* [Work item]: Work through the records that follow and return each line containing the word "ManagedIdentityTokenProvider".

* [Provided data]:
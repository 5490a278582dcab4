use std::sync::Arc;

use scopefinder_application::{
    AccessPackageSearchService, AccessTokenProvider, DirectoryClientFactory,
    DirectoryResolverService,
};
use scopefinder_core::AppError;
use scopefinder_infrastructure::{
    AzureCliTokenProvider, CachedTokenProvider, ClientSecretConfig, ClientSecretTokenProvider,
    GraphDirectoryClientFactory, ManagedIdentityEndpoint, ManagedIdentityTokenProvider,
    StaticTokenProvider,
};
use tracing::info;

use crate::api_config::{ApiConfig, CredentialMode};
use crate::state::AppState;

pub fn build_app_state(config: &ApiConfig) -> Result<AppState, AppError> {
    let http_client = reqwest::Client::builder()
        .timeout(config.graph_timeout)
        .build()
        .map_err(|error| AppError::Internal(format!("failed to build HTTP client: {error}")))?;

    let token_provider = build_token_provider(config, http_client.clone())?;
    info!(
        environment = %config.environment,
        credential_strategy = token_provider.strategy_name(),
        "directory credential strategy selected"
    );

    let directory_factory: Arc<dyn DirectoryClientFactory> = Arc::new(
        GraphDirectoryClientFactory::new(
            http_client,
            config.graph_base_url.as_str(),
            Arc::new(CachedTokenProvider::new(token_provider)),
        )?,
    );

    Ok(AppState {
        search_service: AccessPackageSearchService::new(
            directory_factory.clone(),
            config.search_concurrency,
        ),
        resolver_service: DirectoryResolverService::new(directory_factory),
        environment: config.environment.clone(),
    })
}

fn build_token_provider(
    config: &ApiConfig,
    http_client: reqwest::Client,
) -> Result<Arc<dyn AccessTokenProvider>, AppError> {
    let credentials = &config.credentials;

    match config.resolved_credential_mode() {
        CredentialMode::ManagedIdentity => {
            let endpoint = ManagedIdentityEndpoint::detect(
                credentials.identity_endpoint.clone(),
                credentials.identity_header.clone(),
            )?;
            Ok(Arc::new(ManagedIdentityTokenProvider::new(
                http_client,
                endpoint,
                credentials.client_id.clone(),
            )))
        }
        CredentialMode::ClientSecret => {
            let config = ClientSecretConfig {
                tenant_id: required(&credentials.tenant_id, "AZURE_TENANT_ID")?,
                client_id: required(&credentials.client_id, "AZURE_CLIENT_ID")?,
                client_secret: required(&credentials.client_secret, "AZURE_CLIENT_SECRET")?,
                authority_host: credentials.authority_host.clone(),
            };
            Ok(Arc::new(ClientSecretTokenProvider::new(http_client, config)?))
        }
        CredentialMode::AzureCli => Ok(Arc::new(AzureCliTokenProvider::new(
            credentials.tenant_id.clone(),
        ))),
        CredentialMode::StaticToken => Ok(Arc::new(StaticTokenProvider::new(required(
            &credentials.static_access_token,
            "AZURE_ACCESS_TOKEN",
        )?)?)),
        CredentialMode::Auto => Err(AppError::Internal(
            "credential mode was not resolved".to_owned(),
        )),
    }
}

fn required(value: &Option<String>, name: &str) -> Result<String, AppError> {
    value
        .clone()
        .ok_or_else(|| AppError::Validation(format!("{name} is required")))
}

...

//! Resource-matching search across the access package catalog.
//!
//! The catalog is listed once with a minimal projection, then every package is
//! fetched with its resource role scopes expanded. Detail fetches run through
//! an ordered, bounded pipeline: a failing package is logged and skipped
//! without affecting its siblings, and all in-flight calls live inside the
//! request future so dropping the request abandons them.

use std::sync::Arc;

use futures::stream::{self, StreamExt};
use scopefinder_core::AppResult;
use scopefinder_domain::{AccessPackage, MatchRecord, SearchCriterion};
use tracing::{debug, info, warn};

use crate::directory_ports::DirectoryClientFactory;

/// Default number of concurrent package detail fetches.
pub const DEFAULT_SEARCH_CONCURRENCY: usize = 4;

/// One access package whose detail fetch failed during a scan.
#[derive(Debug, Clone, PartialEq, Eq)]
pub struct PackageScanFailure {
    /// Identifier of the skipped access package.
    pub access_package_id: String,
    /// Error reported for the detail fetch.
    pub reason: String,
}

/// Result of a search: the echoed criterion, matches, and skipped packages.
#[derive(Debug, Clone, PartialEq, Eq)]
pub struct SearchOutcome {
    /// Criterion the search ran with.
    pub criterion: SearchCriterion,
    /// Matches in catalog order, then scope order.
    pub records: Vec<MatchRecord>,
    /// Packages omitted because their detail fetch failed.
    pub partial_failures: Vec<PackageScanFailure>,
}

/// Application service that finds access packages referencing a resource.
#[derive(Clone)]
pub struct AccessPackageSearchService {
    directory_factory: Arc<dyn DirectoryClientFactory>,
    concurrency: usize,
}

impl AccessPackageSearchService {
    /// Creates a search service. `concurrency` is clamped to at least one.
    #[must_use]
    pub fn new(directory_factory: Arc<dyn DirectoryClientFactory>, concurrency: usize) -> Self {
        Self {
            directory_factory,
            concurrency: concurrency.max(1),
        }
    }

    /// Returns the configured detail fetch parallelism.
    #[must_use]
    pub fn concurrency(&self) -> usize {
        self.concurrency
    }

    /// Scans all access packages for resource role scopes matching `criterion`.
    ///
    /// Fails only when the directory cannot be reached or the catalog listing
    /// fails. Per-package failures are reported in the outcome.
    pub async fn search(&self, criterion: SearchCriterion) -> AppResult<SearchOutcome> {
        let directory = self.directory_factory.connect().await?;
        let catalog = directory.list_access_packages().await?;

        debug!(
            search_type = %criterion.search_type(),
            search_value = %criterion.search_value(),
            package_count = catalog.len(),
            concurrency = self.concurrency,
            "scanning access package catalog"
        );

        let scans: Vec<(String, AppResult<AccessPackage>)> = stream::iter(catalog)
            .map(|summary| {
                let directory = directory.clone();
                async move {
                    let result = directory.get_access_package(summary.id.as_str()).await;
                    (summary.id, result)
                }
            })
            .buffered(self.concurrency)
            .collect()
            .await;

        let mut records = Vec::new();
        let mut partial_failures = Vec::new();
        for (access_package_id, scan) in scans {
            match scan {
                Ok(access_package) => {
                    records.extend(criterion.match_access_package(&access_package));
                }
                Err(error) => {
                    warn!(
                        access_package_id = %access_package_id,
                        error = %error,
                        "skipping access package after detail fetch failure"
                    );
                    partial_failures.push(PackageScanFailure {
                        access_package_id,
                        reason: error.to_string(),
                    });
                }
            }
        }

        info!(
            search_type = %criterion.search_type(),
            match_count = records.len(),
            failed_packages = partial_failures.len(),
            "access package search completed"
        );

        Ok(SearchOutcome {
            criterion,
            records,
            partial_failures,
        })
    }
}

* [Result of this task]:
    GraphDirectoryClientFactory, ManagedIdentityEndpoint, ManagedIdentityTokenProvider,
            Ok(Arc::new(ManagedIdentityTokenProvider::new(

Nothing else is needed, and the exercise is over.